Réunion du mercredi 28 octobre 2020 à 11h00
Commission des finances, de l'économie générale et du contrôle budgétaire

Loïc Gautier, président de la troisième chambre de la Cour des comptes :

Les heures supplémentaires sont utiles dans la mesure où elles peuvent aider un service à faire face à un pic d'activité. Pour autant, elles peuvent occasionner des dérives. Il est donc assez difficile de distinguer les aspects positifs et négatifs de ce système.

Notre recommandation consistant à plafonner le nombre d'heures supplémentaires épargnées et à privilégier l'indemnisation est déjà en œuvre après la décision du ministre de l'intérieur de plafonner à 160 heures le stock que peut épargner un agent pour la suite de sa carrière. Il a également initié une résorption du stock pour éviter que ce dernier ne devienne une bombe à retardement. Quant à la majoration des heures supplémentaires, leur faible niveau d'indemnisation dans la police incite à attribuer plus libéralement des heures supplémentaires aux agents, tandis que ces derniers sont tentés d'épargner des heures jusqu'à la fin de leur carrière – ce qui revient indirectement à rémunérer les heures à la date de récupération.

Lorsque j'évoquais la révision des cycles de travail, je pensais par exemple à l'éducation nationale, où les enseignants sont censés travailler dix-sept heures par semaine mais se voient attribuer en moyenne un peu plus de deux heures supplémentaires par semaine. En intégrant ces deux heures dans les heures de service obligatoires et en revalorisant la rémunération en fonction, ces heures supplémentaires structurelles disparaîtraient. Les professeurs de classes préparatoires ont un très faible quota horaire, et comme ils effectuent beaucoup plus d'heures, ils perçoivent de nombreuses heures supplémentaires. Je pourrais également citer le service attaché à la protection des personnalités, les douaniers en service opérationnel, etc. Il conviendrait de remettre à jour, dans tous ces services, le cycle de travail et l'organisation du temps de travail, qui sont surannés. L'entreprise est quasiment impossible dans l'administration pénitentiaire, et pas seulement en raison des réductions d'effectifs car des postes sont ouverts mais non pourvus. De même, si vous n'arrivez pas à recruter un professeur de mathématiques, vous êtes bien obligé d'augmenter le quota de service d'un autre enseignant. Les réductions d'effectifs peuvent avoir favorisé les heures supplémentaires mais dans certains cas, il est impossible de faire face à la charge de travail sans recourir aux heures supplémentaires.

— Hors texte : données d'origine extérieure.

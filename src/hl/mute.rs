use super::bit;
use crate::{
    configs::{SoftMuteTime, SoftStepTime},
    ll::SOFT_MUTE,
    TDA7419,
};

impl TDA7419 {
    /// Engages or releases soft mute
    pub fn set_soft_mute(&mut self, enable: bool) {
        self.ll.modify::<SOFT_MUTE>(|w| w.soft_mute(bit(enable)));
    }

    /// Returns the soft mute bit
    pub fn get_soft_mute(&self) -> bool {
        self.ll.read::<SOFT_MUTE>().soft_mute() != 0
    }

    /// Lets the external mute pin control soft mute
    pub fn set_mute_pin_enable(&mut self, enable: bool) {
        self.ll.modify::<SOFT_MUTE>(|w| w.mute_pin(bit(enable)));
    }

    /// Returns true if the mute pin is enabled
    pub fn get_mute_pin_enable(&self) -> bool {
        self.ll.read::<SOFT_MUTE>().mute_pin() != 0
    }

    /// Sets the soft mute time
    pub fn set_soft_mute_time(&mut self, time: SoftMuteTime) {
        self.ll.modify::<SOFT_MUTE>(|w| w.mute_time(time.bits()));
    }

    /// Returns the soft mute time
    ///
    /// Returns `None` for the reserved code 3.
    pub fn get_soft_mute_time(&self) -> Option<SoftMuteTime> {
        SoftMuteTime::from_bits(self.ll.read::<SOFT_MUTE>().mute_time())
    }

    /// Sets the soft step time
    pub fn set_soft_step_time(&mut self, time: SoftStepTime) {
        self.ll.modify::<SOFT_MUTE>(|w| w.step_time(time.bits()));
    }

    /// Returns the soft step time
    pub fn get_soft_step_time(&self) -> SoftStepTime {
        SoftStepTime::from_bits(self.ll.read::<SOFT_MUTE>().step_time()).unwrap_or_default()
    }

    /// Enables or disables fast clock mode
    pub fn set_clock_fast_mode(&mut self, enable: bool) {
        self.ll.modify::<SOFT_MUTE>(|w| w.fast_clock(bit(enable)));
    }

    /// Returns true if fast clock mode is enabled
    pub fn get_clock_fast_mode(&self) -> bool {
        self.ll.read::<SOFT_MUTE>().fast_clock() != 0
    }
}

#[cfg(test)]
mod test {
    use super::*;
    use crate::ll::Register;

    #[test]
    fn power_on_values() {
        let tda = TDA7419::new();

        assert!(tda.get_soft_mute());
        assert!(tda.get_mute_pin_enable());
        assert_eq!(tda.get_soft_mute_time(), Some(SoftMuteTime::Ms0_96));
        assert_eq!(tda.get_soft_step_time(), SoftStepTime::Us1280);
        assert!(tda.get_clock_fast_mode());
    }

    #[test]
    fn mute_fields() {
        let mut tda = TDA7419::new();

        tda.set_soft_mute(false);
        tda.set_soft_mute_time(SoftMuteTime::Ms123);
        tda.set_soft_step_time(SoftStepTime::Us20480);
        tda.set_clock_fast_mode(false);
        tda.set_mute_pin_enable(false);

        assert_eq!(tda.registers().field(SOFT_MUTE::INDEX).value(), 0b0111_1000);
        assert_eq!(tda.get_soft_mute_time(), Some(SoftMuteTime::Ms123));
        assert_eq!(tda.get_soft_step_time(), SoftStepTime::Us20480);
    }

    #[test]
    fn reserved_mute_time() {
        let mut tda = TDA7419::new();

        tda.ll().modify::<SOFT_MUTE>(|w| w.mute_time(3));

        assert_eq!(tda.get_soft_mute_time(), None);
    }
}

Peut-être la mesure de défiscalisation majorée à 7 500 euros aura-t-elle un effet, mais les sommes sont très largement inférieures à ce seuil. La contractualisation d'un forfait de 5 heures me semblerait aller dans le bon sens, en répondant à des besoins organisationnels et à des revendications du personnel.

Nous devons mettre en place des règles claires qui empêchent les agents d'accumuler indéfiniment des heures supplémentaires, à l'image des mesures appliquées dans la police nationale.

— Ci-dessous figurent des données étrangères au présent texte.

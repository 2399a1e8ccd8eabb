use crate::{i2c_type, ll, maybe_async_attr, Error, TDA7419};

impl TDA7419 {
    /// Brings the device in line with the register file
    ///
    /// Sends all registers. Meant to be called once after power-up, before
    /// switching to [`TDA7419::send_changed_registers`].
    #[maybe_async_attr]
    pub async fn init<I2C>(&mut self, i2c: &mut I2C) -> Result<(), Error<I2C>>
    where
        I2C: i2c_type::i2c::I2c,
    {
        self.send_all_registers(i2c).await
    }

    /// Sends the whole register file in a single bus transaction
    ///
    /// On success every register counts as committed and the topology change
    /// is consumed. On failure nothing changes, so all pending registers are
    /// still pending.
    #[maybe_async_attr]
    pub async fn send_all_registers<I2C>(&mut self, i2c: &mut I2C) -> Result<(), Error<I2C>>
    where
        I2C: i2c_type::i2c::I2c,
    {
        if self.debug {
            debug!("sending all registers");
            self.ll.dump();
        }

        let mut buffer = [0; ll::REGISTER_COUNT + 1];
        buffer[0] = ll::full_write_sub_address(self.topology_changed);
        buffer[1..].copy_from_slice(&self.ll.values());

        if let Err(error) = i2c.write(ll::ADDRESS, &buffer).await {
            error!("full register write failed");
            return Err(Error::FullWrite(error));
        }

        self.ll.clear_changed();
        self.topology_changed = false;

        Ok(())
    }

    /// Sends every changed register, one bus transaction each
    ///
    /// Registers are sent in ascending order. The first failure aborts the
    /// call: registers sent before it stay committed, the failing one and all
    /// later ones stay pending. Nothing is sent if nothing changed.
    #[maybe_async_attr]
    pub async fn send_changed_registers<I2C>(&mut self, i2c: &mut I2C) -> Result<(), Error<I2C>>
    where
        I2C: i2c_type::i2c::I2c,
    {
        if self.debug {
            debug!("sending changed registers");
            self.ll.dump();
        }

        for index in 0..ll::REGISTER_COUNT as u8 {
            let field = self.ll.field(index);
            if !field.is_changed() {
                continue;
            }

            let buffer = [
                ll::register_sub_address(index, self.topology_changed),
                field.value(),
            ];

            if let Err(error) = i2c.write(ll::ADDRESS, &buffer).await {
                error!("write of register {} failed", index);
                return Err(Error::RegisterWrite {
                    register: index,
                    error,
                });
            }

            self.ll.field_mut(index).clear_changed();
            if index == ll::TOPOLOGY_REGISTER {
                self.topology_changed = false;
            }
        }

        Ok(())
    }
}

La problématique du contrôle est importante. Dans la police par exemple, les agents déclarent eux-mêmes leurs heures de service. Un certain contrôle est effectué par le supérieur hiérarchique ; au delà, personne ne contrôle réellement l'effectivité des heures déclarées, ou alors très difficilement. Une absence de contrôle implique un manque de suivi et donc un manque d'intérêt pour le pilotage des heures supplémentaires au niveau global.

Les montants en jeu peuvent paraître faibles à l'échelle de la fonction publique mais, dans certains secteurs, les heures supplémentaires représentent plus de 1,2 % de la masse salariale, parfois jusqu'à 10 ou 20 %.

Je n'ai peut-être pas été suffisamment clair dans mon exposé. Les sommes sont bien provisionnées dans le budget de l'État mais pas au niveau des établissements et des collectivités locales.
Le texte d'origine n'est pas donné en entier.